Exercise description> Go through the material below and copy each line where the word "impl" appears.

Material to process>
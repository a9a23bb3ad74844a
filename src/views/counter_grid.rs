// src/views/counter_grid.rs
//
// The grid of stat cards. One AnimatedNumber per item, laid out row by row
// in content space, in the order the items were supplied.

use tracing::info;

use crate::animation::{AnimatedNumber, Capabilities};
use crate::config::{AnimationConfig, LayoutConfig};
use crate::models::{Rect, StatItem};
use crate::visibility::ElementId;

/// What a card shows on a given frame.
#[derive(Debug, Clone, PartialEq)]
pub struct CardView {
    pub label: String,
    pub text: String,
    pub bounds: Rect,
}

pub struct CounterCard {
    pub element: ElementId,
    pub label: String,
    pub bounds: Rect,
    pub number: AnimatedNumber,
}

impl CounterCard {
    pub fn view(&self) -> CardView {
        CardView {
            label: self.label.clone(),
            text: self.number.text(),
            bounds: self.bounds,
        }
    }
}

pub struct CounterGrid {
    cards: Vec<CounterCard>,
    layout: LayoutConfig,
}

impl CounterGrid {
    pub fn mount(
        items: &[StatItem],
        layout: LayoutConfig,
        animation: AnimationConfig,
        capabilities: &Capabilities,
    ) -> Self {
        let cards: Vec<CounterCard> = items
            .iter()
            .enumerate()
            .map(|(index, item)| {
                let element = ElementId(index);
                CounterCard {
                    element,
                    label: item.label.clone(),
                    bounds: card_bounds(index, &layout),
                    number: AnimatedNumber::mount(
                        element,
                        item.value,
                        &item.suffix,
                        animation,
                        capabilities,
                    ),
                }
            })
            .collect();

        info!("Mounted counter grid with {} cards", cards.len());
        Self { cards, layout }
    }

    pub fn len(&self) -> usize {
        self.cards.len()
    }

    pub fn is_empty(&self) -> bool {
        self.cards.is_empty()
    }

    pub fn cards(&self) -> &[CounterCard] {
        &self.cards
    }

    pub fn bounds_of(&self, element: ElementId) -> Option<Rect> {
        self.cards
            .iter()
            .find(|card| card.element == element)
            .map(|card| card.bounds)
    }

    pub fn render(&self) -> Vec<CardView> {
        self.cards.iter().map(CounterCard::view).collect()
    }

    pub fn all_finished(&self) -> bool {
        self.cards.iter().all(|card| card.number.is_finished())
    }

    pub fn rows(&self) -> usize {
        self.cards.len().div_ceil(columns(&self.layout))
    }

    pub fn width(&self) -> f32 {
        let columns = columns(&self.layout).min(self.cards.len());
        span(columns, self.layout.card_width, self.layout.gap)
    }

    /// Total scrollable height: top offset, the rows, and the bottom padding.
    pub fn content_height(&self) -> f32 {
        self.layout.top_offset
            + span(self.rows(), self.layout.card_height, self.layout.gap)
            + self.layout.bottom_padding
    }

    pub fn unmount(&mut self) {
        for card in &mut self.cards {
            card.number.unmount();
        }
    }
}

fn columns(layout: &LayoutConfig) -> usize {
    layout.columns.max(1)
}

// Length of `count` cells of `size` separated by `gap`
fn span(count: usize, size: f32, gap: f32) -> f32 {
    if count == 0 {
        return 0.0;
    }
    count as f32 * size + (count - 1) as f32 * gap
}

pub fn card_bounds(index: usize, layout: &LayoutConfig) -> Rect {
    let columns = columns(layout);
    let column = index % columns;
    let row = index / columns;

    Rect::new(
        column as f32 * (layout.card_width + layout.gap),
        layout.top_offset + row as f32 * (layout.card_height + layout.gap),
        layout.card_width,
        layout.card_height,
    )
}

#[cfg(test)]
mod tests {
    use super::*;
    use crate::animation::FrameQueue;
    use crate::testing::{ManualClock, RecordingObserver};
    use crate::visibility::ViewportObserver;
    use std::rc::Rc;

    fn sample_items() -> Vec<StatItem> {
        vec![
            StatItem::new(15, "+", "Years of Experience"),
            StatItem::new(200, "+", "Satisfied Clients"),
            StatItem::new(108, "+", "Completed Projects"),
            StatItem::new(90, "%", "Client Retention Rate"),
            StatItem::new(3, "", "  Offices, worldwide  "),
        ]
    }

    fn recording_capabilities() -> (Rc<RecordingObserver>, Rc<FrameQueue>, Capabilities) {
        let observer = Rc::new(RecordingObserver::default());
        let frames = Rc::new(FrameQueue::new());
        let capabilities = Capabilities {
            observer: observer.clone(),
            scheduler: frames.clone(),
            clock: Rc::new(ManualClock::default()),
        };
        (observer, frames, capabilities)
    }

    #[test]
    fn test_one_card_per_item_in_order() {
        let (_, _, capabilities) = recording_capabilities();
        let items = sample_items();
        let grid = CounterGrid::mount(
            &items,
            LayoutConfig::default(),
            AnimationConfig::default(),
            &capabilities,
        );

        let views = grid.render();
        assert_eq!(views.len(), items.len());
        for (view, item) in views.iter().zip(&items) {
            assert_eq!(view.label, item.label);
            assert_eq!(view.text, format!("0{}", item.suffix));
        }
    }

    #[test]
    fn test_empty_grid() {
        let (observer, _, capabilities) = recording_capabilities();
        let grid = CounterGrid::mount(
            &[],
            LayoutConfig::default(),
            AnimationConfig::default(),
            &capabilities,
        );

        assert!(grid.is_empty());
        assert!(grid.render().is_empty());
        assert_eq!(grid.rows(), 0);
        assert_eq!(grid.width(), 0.0);
        assert_eq!(observer.subscribe_count(), 0);
    }

    #[test]
    fn test_card_layout() {
        let layout = LayoutConfig {
            columns: 4,
            card_width: 100.0,
            card_height: 50.0,
            gap: 10.0,
            top_offset: 200.0,
            bottom_padding: 30.0,
        };

        let tests = vec![
            (0, Rect::new(0.0, 200.0, 100.0, 50.0)),
            (3, Rect::new(330.0, 200.0, 100.0, 50.0)),
            (4, Rect::new(0.0, 260.0, 100.0, 50.0)),
            (6, Rect::new(220.0, 260.0, 100.0, 50.0)),
        ];
        for (index, expected) in tests {
            assert_eq!(card_bounds(index, &layout), expected, "Failed for card {}", index);
        }

        let (_, _, capabilities) = recording_capabilities();
        let grid = CounterGrid::mount(
            &sample_items(),
            layout,
            AnimationConfig::default(),
            &capabilities,
        );
        assert_eq!(grid.rows(), 2);
        assert_eq!(grid.width(), 430.0);
        assert_eq!(grid.content_height(), 200.0 + 110.0 + 30.0);
        assert_eq!(grid.bounds_of(ElementId(4)), Some(Rect::new(0.0, 260.0, 100.0, 50.0)));
        assert_eq!(grid.bounds_of(ElementId(5)), None);
    }

    #[test]
    fn test_zero_columns_falls_back_to_one() {
        let layout = LayoutConfig {
            columns: 0,
            ..LayoutConfig::default()
        };
        assert_eq!(card_bounds(2, &layout).x, 0.0);
    }

    #[test]
    fn test_cards_animate_independently() {
        let (observer, frames, capabilities) = recording_capabilities();
        let grid = CounterGrid::mount(
            &sample_items(),
            LayoutConfig::default(),
            AnimationConfig::default(),
            &capabilities,
        );

        observer.emit(ElementId(1), 1.0);
        frames.run_frame(0.0);
        frames.run_frame(2000.0);

        let texts: Vec<String> = grid.render().into_iter().map(|view| view.text).collect();
        assert_eq!(texts, vec!["0+", "200+", "0+", "0%", "0"]);
        assert!(!grid.all_finished());
    }

    #[test]
    fn test_unmount_releases_every_subscription() {
        let (observer, _, capabilities) = recording_capabilities();
        let mut grid = CounterGrid::mount(
            &sample_items(),
            LayoutConfig::default(),
            AnimationConfig::default(),
            &capabilities,
        );
        observer.emit(ElementId(0), 1.0);
        assert_eq!(observer.active(), 5);

        grid.unmount();
        assert_eq!(observer.subscribe_count(), 5);
        assert_eq!(observer.unsubscribe_count(), 5);
        drop(grid);
        assert_eq!(observer.unsubscribe_count(), 5);
    }

    #[test]
    fn test_scrolling_reveals_rows() {
        let observer = Rc::new(ViewportObserver::new());
        let frames = Rc::new(FrameQueue::new());
        let capabilities = Capabilities {
            observer: observer.clone(),
            scheduler: frames.clone(),
            clock: Rc::new(ManualClock::default()),
        };
        let layout = LayoutConfig {
            columns: 4,
            card_width: 100.0,
            card_height: 100.0,
            gap: 0.0,
            top_offset: 1000.0,
            bottom_padding: 0.0,
        };
        let grid = CounterGrid::mount(
            &sample_items(),
            layout,
            AnimationConfig::default(),
            &capabilities,
        );

        // Viewport shows the first 50% of the first row only
        let viewport = Rect::new(0.0, 650.0, 800.0, 400.0);
        observer.update(&viewport, |id| grid.bounds_of(id));
        frames.run_frame(2000.0);

        let texts: Vec<String> = grid.render().into_iter().map(|view| view.text).collect();
        assert_eq!(texts, vec!["15+", "200+", "108+", "90%", "0"]);

        // Scroll to the second row
        let viewport = Rect::new(0.0, 800.0, 800.0, 400.0);
        observer.update(&viewport, |id| grid.bounds_of(id));
        frames.run_frame(4000.0);
        assert!(grid.all_finished());
    }
}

Answer to this task>
impl CounterCard {
impl CounterGrid {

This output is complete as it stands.